[[ Extracted entries, beginning ]]

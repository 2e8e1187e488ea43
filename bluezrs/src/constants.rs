//! Constants for BlueZ D-Bus interface values.
//!
//! Well-known bus names, interface names, Class of Device field layout,
//! and timing defaults used across the crate.

/// BlueZ well-known names.
///
/// The service name itself ("org.bluez") lives in the proxy attributes,
/// which require literals.
pub mod bluez {
    /// The adapter interface implemented by each local controller object.
    pub const ADAPTER_IFACE: &str = "org.bluez.Adapter1";
    /// Property key holding an adapter's hardware address.
    pub const PROP_ADDRESS: &str = "Address";
}

/// Class of Device field layout (Bluetooth Assigned Numbers, baseband).
///
/// Bits 2-7 are the minor device class, bits 8-12 the major device class,
/// bits 13-23 the major service classes.
pub mod device_class {
    pub const MINOR_SHIFT: u32 = 2;
    pub const MINOR_MASK: u32 = 0x3F;
    pub const MAJOR_SHIFT: u32 = 8;
    pub const MAJOR_MASK: u32 = 0x1F;
}

/// D-Bus error names grouped by failure kind.
pub mod error_name {
    /// The daemon prefix for refusals it raises itself. Anything in this
    /// namespace means BlueZ understood the request and turned it down.
    pub const BLUEZ_PREFIX: &str = "org.bluez.Error.";

    /// The bus or the service behind it cannot be reached.
    pub const UNAVAILABLE: &[&str] = &[
        "org.freedesktop.DBus.Error.ServiceUnknown",
        "org.freedesktop.DBus.Error.NameHasNoOwner",
        "org.freedesktop.DBus.Error.NoReply",
        "org.freedesktop.DBus.Error.Timeout",
        "org.freedesktop.DBus.Error.Disconnected",
        "org.freedesktop.DBus.Error.NoServer",
        "org.freedesktop.DBus.Error.UnknownObject",
    ];

    /// The request reached the service and was refused.
    pub const REJECTED: &[&str] = &[
        "org.freedesktop.DBus.Error.InvalidArgs",
        "org.freedesktop.DBus.Error.PropertyReadOnly",
        "org.freedesktop.DBus.Error.AccessDenied",
        "org.freedesktop.DBus.Error.UnknownProperty",
        "org.freedesktop.DBus.Error.UnknownInterface",
    ];
}

/// Timeout and delay constants.
pub mod timeouts {
    use std::time::Duration;

    /// Default scan window for [`crate::Adapter::nearby_discovery`].
    pub const DISCOVERY_WINDOW_SECS: u64 = 10;

    pub fn discovery_window() -> Duration {
        Duration::from_secs(DISCOVERY_WINDOW_SECS)
    }
}
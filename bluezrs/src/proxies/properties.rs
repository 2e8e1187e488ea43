//! Generic property access proxy.

use std::collections::HashMap;
use zbus::proxy;
use zvariant::OwnedValue;

/// Proxy for `org.freedesktop.DBus.Properties` on BlueZ objects.
///
/// The typed adapter proxy covers the named properties; this one provides
/// the bulk `GetAll` fetch, which returns every property the remote object
/// currently exposes, including service-defined keys the typed surface does
/// not name.
#[proxy(
    interface = "org.freedesktop.DBus.Properties",
    default_service = "org.bluez"
)]
pub(crate) trait BluezProperties {
    /// Get every property of the given interface as a name-to-value mapping.
    fn get_all(&self, interface: &str) -> zbus::Result<HashMap<String, OwnedValue>>;
}
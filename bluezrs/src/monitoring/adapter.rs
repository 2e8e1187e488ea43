//! Adapter property change streams.

use futures::StreamExt;
use log::debug;
use zbus::Connection;
use zvariant::OwnedObjectPath;

use crate::Result;
use crate::models::AdapterError;
use crate::proxies::BluezAdapterProxy;

/// Invokes `callback` with each new value of the `Powered` property.
///
/// Runs until the property stream ends or a read fails. Run it in a
/// background task.
pub(crate) async fn watch_powered<F>(
    conn: &Connection,
    path: &OwnedObjectPath,
    callback: F,
) -> Result<()>
where
    F: Fn(bool),
{
    let proxy = BluezAdapterProxy::builder(conn).path(path.clone())?.build().await?;
    let mut changes = proxy.receive_powered_changed().await;
    debug!("Watching Powered on {}", path.as_str());
    while let Some(change) = changes.next().await {
        let value = change
            .get()
            .await
            .map_err(|e| AdapterError::from_call("Powered", e))?;
        callback(value);
    }
    Ok(())
}

/// Invokes `callback` with each new value of the `Discovering` property.
///
/// Same contract as [`watch_powered`].
pub(crate) async fn watch_discovering<F>(
    conn: &Connection,
    path: &OwnedObjectPath,
    callback: F,
) -> Result<()>
where
    F: Fn(bool),
{
    let proxy = BluezAdapterProxy::builder(conn).path(path.clone())?.build().await?;
    let mut changes = proxy.receive_discovering_changed().await;
    debug!("Watching Discovering on {}", path.as_str());
    while let Some(change) = changes.next().await {
        let value = change
            .get()
            .await
            .map_err(|e| AdapterError::from_call("Discovering", e))?;
        callback(value);
    }
    Ok(())
}
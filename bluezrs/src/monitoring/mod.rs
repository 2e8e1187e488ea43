//! Signal-based observation of adapter state.
//!
//! BlueZ emits `PropertiesChanged` whenever adapter state moves; these
//! helpers subscribe to those signals instead of polling. The wrapper only
//! observes — the state machine behind `Powered`/`Discovering` belongs to
//! the daemon.

pub(crate) mod adapter;
//! BlueZ adapter proxy.

use zbus::{Result, proxy};

/// Proxy for the `org.bluez.Adapter1` interface.
///
/// Represents a local Bluetooth controller (e.g. hci0). Provides typed
/// access to the adapter's properties and its discovery methods.
///
/// # Example
///
/// ```ignore
/// use zbus::Connection;
///
/// # async fn example() -> Result<(), Box<dyn std::error::Error>> {
/// let conn = Connection::system().await?;
/// let proxy = BluezAdapterProxy::builder(&conn)
///     .path("/org/bluez/hci0")?
///     .build()
///     .await?;
///
/// println!("{} powered: {}", proxy.address().await?, proxy.powered().await?);
/// # Ok(())
/// # }
/// ```
#[proxy(interface = "org.bluez.Adapter1", default_service = "org.bluez")]
pub(crate) trait BluezAdapter {
    /// Start scanning for nearby Bluetooth devices.
    fn start_discovery(&self) -> Result<()>;

    /// Stop an ongoing discovery session started by this client.
    fn stop_discovery(&self) -> Result<()>;

    /// The Bluetooth hardware address of this adapter ("XX:XX:XX:XX:XX:XX").
    #[zbus(property)]
    fn address(&self) -> Result<String>;

    /// The system-assigned adapter name. Read-only; use the alias to rename.
    #[zbus(property)]
    fn name(&self) -> Result<String>;

    /// User-friendly name for this adapter.
    #[zbus(property)]
    fn alias(&self) -> Result<String>;

    /// Set the adapter alias.
    #[zbus(property)]
    fn set_alias(&self, value: &str) -> Result<()>;

    /// The Class of Device bitmask (service classes, major and minor class).
    #[zbus(property, name = "Class")]
    fn class(&self) -> Result<u32>;

    /// Whether the adapter radio is powered on.
    #[zbus(property)]
    fn powered(&self) -> Result<bool>;

    /// Set the adapter power state.
    #[zbus(property)]
    fn set_powered(&self, value: bool) -> Result<()>;

    /// Whether the adapter is visible to nearby devices.
    #[zbus(property)]
    fn discoverable(&self) -> Result<bool>;

    /// Set the discoverable state.
    #[zbus(property)]
    fn set_discoverable(&self, value: bool) -> Result<()>;

    /// Seconds the adapter stays discoverable; 0 means forever.
    #[zbus(property)]
    fn discoverable_timeout(&self) -> Result<u32>;

    /// Set the discoverable timeout in seconds.
    #[zbus(property)]
    fn set_discoverable_timeout(&self, value: u32) -> Result<()>;

    /// Whether the adapter accepts incoming pairing requests.
    #[zbus(property)]
    fn pairable(&self) -> Result<bool>;

    /// Set the pairable state.
    #[zbus(property)]
    fn set_pairable(&self, value: bool) -> Result<()>;

    /// Seconds the adapter stays pairable; 0 means forever.
    #[zbus(property)]
    fn pairable_timeout(&self) -> Result<u32>;

    /// Set the pairable timeout in seconds.
    #[zbus(property)]
    fn set_pairable_timeout(&self, value: u32) -> Result<()>;

    /// Whether a device discovery scan is currently active.
    #[zbus(property)]
    fn discovering(&self) -> Result<bool>;

    /// Service UUIDs supported by the local adapter.
    #[zbus(property, name = "UUIDs")]
    fn uuids(&self) -> Result<Vec<String>>;
}
//! Stored-schema compatibility engine for collaborative tree documents.
//!
//! A collaborative tree document carries a *stored schema* persisted with the
//! document, while each client holds a *view schema* derived from its own
//! code. Before reading or writing, the client must know whether its view of
//! allowed document shapes still matches what is persisted.
//!
//! [`compare_schemas`] computes the precise set of structural differences
//! between the two snapshots as [`Discrepancy`] records;
//! [`check_compatibility`] classifies that set into an accept/upgrade/reject
//! verdict.

pub mod schema;

pub use schema::{
    check_compatibility, compare_schemas, is_schema_superset, CompatibilityLevel, Discrepancy,
    FieldKind, FieldSchema, SchemaError, TreeNodeSchema, TreeStoredSchema, ValueSchema,
};
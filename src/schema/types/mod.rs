pub mod discrepancy;
pub mod errors;
pub mod fields;
pub mod schema;

pub use discrepancy::{
    AllowedTypeDiscrepancy, Discrepancy, FieldDiscrepancy, FieldKindDiscrepancy,
    NodeFieldsDiscrepancy, NodeKindDiscrepancy, ValueSchemaDiscrepancy,
};
pub use errors::SchemaError;
pub use fields::{FieldKind, FieldSchema, ValueSchema};
pub use schema::{
    LeafNodeSchema, MapNodeSchema, NodeKind, ObjectNodeSchema, TreeNodeSchema, TreeStoredSchema,
};
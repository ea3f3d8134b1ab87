pub mod compatibility;
pub mod discrepancy;
pub mod parsing;
pub mod types;
pub mod validator;


pub use compatibility::{check_compatibility, is_schema_superset, CompatibilityLevel};
pub use discrepancy::{compare_field_schemas, compare_schemas};
pub use parsing::{load_schema_from_file, parse_schema_json, schema_to_json};
pub use validator::SchemaValidator;

// Re-export all types at the schema module level
pub use types::{
    AllowedTypeDiscrepancy, Discrepancy, FieldDiscrepancy, FieldKind, FieldKindDiscrepancy,
    FieldSchema, LeafNodeSchema, MapNodeSchema, NodeFieldsDiscrepancy, NodeKind,
    NodeKindDiscrepancy, ObjectNodeSchema, SchemaError, TreeNodeSchema, TreeStoredSchema,
    ValueSchema, ValueSchemaDiscrepancy,
};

[[ Extracted entries, end ]]

▶ **Work request**
The string "layout" may occur on several lines of the listing; state how many such lines there are, giving the number only.

▶ **Task solution**
2